In a nutshell, once the coraco-clavicular ligament (labelled as “ligament torn” in the above diagram) is disrupted, the distal end of the collar bone will tend to lift up with respect to the acromion. In fact, the real situation is that the acromion sags downwards with respect to the distal end of the collar bone. This produces the swelling and prominence seen in patients.
Types I and II Injuries
Referring to the Rockwood’s classification, Types I to II have intact coraco-clavicular ligaments. In these patients, the prominence or deformity of the bony bump is minimal – can generally be managed without surgery (physiotherapy).
However, these injuries may result in persistent shoulder pain, swelling and/or dysfunction in the future – and may progress to develop symptomatic degenerative disease – even though x-rays showed Type I or II injuries. It could be due to the cartilage injury to the joint which occurred at the time of the accident. Surgical treatment using arthroscopic resection of the distal clavicle can be offered in these patients.
Types III to VI Injuries
In Types III to VI, the coraco-clavicular ligaments are disrupted and hence the distal end of the collar bone (clavicle) tends to appear elevated.
Type III can be treated with or without surgery. In most patients, non-surgical treatment leads to reasonably good results. However, in some of these Type III patients, the joint can become painful or sore. The upper limb may become weaker as well. Hence some patients opt for surgery in Type III separations. Many surgeons believe that this degree of displacement leads to muscle-fatigue discomfort and difficulty manipulating heavy loads. As a result, operative intervention should be considered in heavy labourers and younger patients who are athletic.
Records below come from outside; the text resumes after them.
//! Country-level reporting views.
//!
//! Averages follow SQL semantics: missing values are skipped, an average with no
//! inputs is `None`, arithmetic on a `None` stays `None`, and `None` sorts last.
//! Reported numbers are rounded to one decimal; anything derived from them is
//! computed from the unrounded values first.

use std::cmp::Reverse;
use std::collections::BTreeMap;

use ndarray::Array1;
use ordered_float::OrderedFloat;
use serde::Serialize;

use crate::config::CompositeWeights;
use crate::models::{LifeExpectancyRecord, Table};
use crate::stats::{mean_of, pearson, round1};

#[derive(Debug, Clone, PartialEq, Serialize)]
pub struct CompositeScore {
    pub country: String,
    pub avg_life_expectancy: Option<f64>,
    pub avg_gdp: Option<f64>,
    pub avg_schooling: Option<f64>,
    pub immunization_rate: Option<f64>,
    pub composite_score: Option<f64>,
}

#[derive(Debug, Clone, PartialEq, Serialize)]
pub struct YearCountryAverage {
    pub year: i32,
    pub country: String,
    pub avg_life_expectancy: Option<f64>,
}

#[derive(Debug, Clone, PartialEq, Serialize)]
pub struct ExpenditureRow {
    pub country: String,
    pub avg_expenditure: Option<f64>,
    pub avg_life_expectancy: Option<f64>,
}

#[derive(Debug, Clone, Copy, PartialEq, Eq)]
pub enum ChangeDirection {
    Improvement,
    Decline,
}

#[derive(Debug, Clone, PartialEq, Serialize)]
pub struct LifeExpectancyChange {
    pub country: String,
    pub change: Option<f64>,
}

#[derive(Debug, Clone, PartialEq, Serialize)]
pub struct NetChange {
    pub country: String,
    pub first_year: i32,
    pub last_year: i32,
    pub change: f64,
}

fn descending(value: Option<f64>) -> Reverse<Option<OrderedFloat<f64>>> {
    Reverse(value.map(OrderedFloat))
}

/// Sort key that puts `None` after every value in ascending order.
fn ascending_none_last(value: Option<f64>) -> (bool, Option<OrderedFloat<f64>>) {
    (value.is_none(), value.map(OrderedFloat))
}

pub struct Aggregator<'a> {
    pub(crate) table: &'a Table,
    weights: CompositeWeights,
}

impl<'a> Aggregator<'a> {
    pub fn new(table: &'a Table) -> Self {
        Self::with_weights(table, CompositeWeights::default())
    }

    pub fn with_weights(table: &'a Table, weights: CompositeWeights) -> Self {
        Self { table, weights }
    }

    /// Rows of each country, countries in name order.
    fn countries(&self) -> Vec<(&'a str, Vec<&'a LifeExpectancyRecord>)> {
        let records = self.table.records();
        self.table
            .country_index()
            .into_iter()
            .map(|(country, positions)| {
                (country, positions.iter().map(|&pos| &records[pos]).collect())
            })
            .collect()
    }

    /// Countries ranked by the weighted blend of life expectancy, GDP, schooling
    /// and immunization averages.
    pub fn composite_ranking(&self) -> Vec<CompositeScore> {
        let w = self.weights;
        let mut ranking: Vec<CompositeScore> = self
            .countries()
            .into_iter()
            .map(|(country, rows)| {
                let le = mean_of(rows.iter().map(|r| r.life_expectancy));
                let gdp = mean_of(rows.iter().map(|r| r.gdp));
                let schooling = mean_of(rows.iter().map(|r| r.schooling));
                let immunization = mean_of(rows.iter().map(|r| r.immunization_rate()));
                let score = (|| {
                    Some(
                        w.life_expectancy * le?
                            + w.gdp * gdp?
                            + w.schooling * schooling?
                            + w.immunization * immunization?,
                    )
                })();
                CompositeScore {
                    country: country.to_owned(),
                    avg_life_expectancy: le.map(round1),
                    avg_gdp: gdp.map(round1),
                    avg_schooling: schooling.map(round1),
                    immunization_rate: immunization.map(round1),
                    composite_score: score.map(round1),
                }
            })
            .collect();
        ranking.sort_by_key(|c| descending(c.composite_score));
        ranking
    }

    /// Average life expectancy per (year, country), ordered by year and then by
    /// average, cut to `n` rows overall.
    pub fn top_n_by_year(&self, n: usize) -> Vec<YearCountryAverage> {
        let mut groups: BTreeMap<(i32, &str), Vec<Option<f64>>> = BTreeMap::new();
        for record in self.table.records() {
            groups
                .entry((record.year, record.country.as_str()))
                .or_default()
                .push(record.life_expectancy);
        }

        let mut rows: Vec<YearCountryAverage> = groups
            .into_iter()
            .map(|((year, country), values)| YearCountryAverage {
                year,
                country: country.to_owned(),
                avg_life_expectancy: mean_of(values).map(round1),
            })
            .collect();
        rows.sort_by_key(|r| (r.year, descending(r.avg_life_expectancy)));
        rows.truncate(n);
        rows
    }

    /// Average health expenditure next to average life expectancy, highest
    /// expenditure first.
    pub fn expenditure_correlation(&self) -> Vec<ExpenditureRow> {
        let mut rows: Vec<ExpenditureRow> = self
            .expenditure_pairs()
            .into_iter()
            .map(|(country, expenditure, le)| ExpenditureRow {
                country: country.to_owned(),
                avg_expenditure: expenditure.map(round1),
                avg_life_expectancy: le.map(round1),
            })
            .collect();
        rows.sort_by_key(|r| descending(r.avg_expenditure));
        rows
    }

    /// Pearson coefficient between the per-country expenditure and life
    /// expectancy averages, over countries that have both.
    pub fn expenditure_correlation_coefficient(&self) -> Option<f64> {
        let (x, y): (Vec<f64>, Vec<f64>) = self
            .expenditure_pairs()
            .into_iter()
            .filter_map(|(_, expenditure, le)| Some((expenditure?, le?)))
            .unzip();
        let x = Array1::from_vec(x);
        let y = Array1::from_vec(y);
        pearson(&x.view(), &y.view())
    }

    fn expenditure_pairs(&self) -> Vec<(&'a str, Option<f64>, Option<f64>)> {
        self.countries()
            .into_iter()
            .map(|(country, rows)| {
                (
                    country,
                    mean_of(rows.iter().map(|r| r.percentage_expenditure)),
                    mean_of(rows.iter().map(|r| r.life_expectancy)),
                )
            })
            .collect()
    }

    /// Spread between the highest and lowest life expectancy of each country.
    ///
    /// The spread is never negative, so the `Decline` view (spread below zero) is
    /// always empty. It cannot tell a rise from a fall; see [`Aggregator::net_change`]
    /// for a direction-aware measure.
    pub fn largest_change(&self, direction: ChangeDirection) -> Vec<LifeExpectancyChange> {
        let mut rows: Vec<LifeExpectancyChange> = self
            .countries()
            .into_iter()
            .map(|(country, rows)| {
                let values: Vec<f64> = rows.iter().filter_map(|r| r.life_expectancy).collect();
                let max = values.iter().copied().map(OrderedFloat).max();
                let min = values.iter().copied().map(OrderedFloat).min();
                let change = max.zip(min).map(|(max, min)| round1(max.0 - min.0));
                LifeExpectancyChange {
                    country: country.to_owned(),
                    change,
                }
            })
            .collect();

        match direction {
            ChangeDirection::Improvement => rows.sort_by_key(|r| descending(r.change)),
            ChangeDirection::Decline => {
                rows.retain(|r| r.change.is_some_and(|c| c < 0.0));
                rows.sort_by_key(|r| ascending_none_last(r.change));
            }
        }
        rows
    }

    /// Life expectancy in each country's last reported year minus its first,
    /// biggest declines first.
    pub fn net_change(&self) -> Vec<NetChange> {
        let mut rows: Vec<NetChange> = self
            .countries()
            .into_iter()
            .filter_map(|(country, rows)| {
                let known: Vec<(i32, u64, f64)> = rows
                    .iter()
                    .filter_map(|r| Some((r.year, r.row_id, r.life_expectancy?)))
                    .collect();
                let first = known.iter().min_by_key(|(year, id, _)| (*year, *id))?;
                let last = known.iter().max_by_key(|(year, id, _)| (*year, Reverse(*id)))?;
                Some(NetChange {
                    country: country.to_owned(),
                    first_year: first.0,
                    last_year: last.0,
                    change: round1(last.2 - first.2),
                })
            })
            .collect();
        rows.sort_by_key(|r| OrderedFloat(r.change));
        rows
    }
}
Patients who are not keen for surgery can have a trial of non-surgical treatment via physiotherapy. If they become symptomatic later on, delayed surgery can still be done. It should be noted that without surgery, Type III bony prominence will be permanent. The joint does not reduce on its own when treated conservatively.
Types IV to VI
Types IV to VI injuries generally require surgical treatment for a good outcome. As the clavicle is so far displaced from the acromial process in the posterior, superior, or inferior direction, respectively, conservative management is inadequate. The patient continues to experience pain and dysfunction if the articulation is not reduced and stabilized.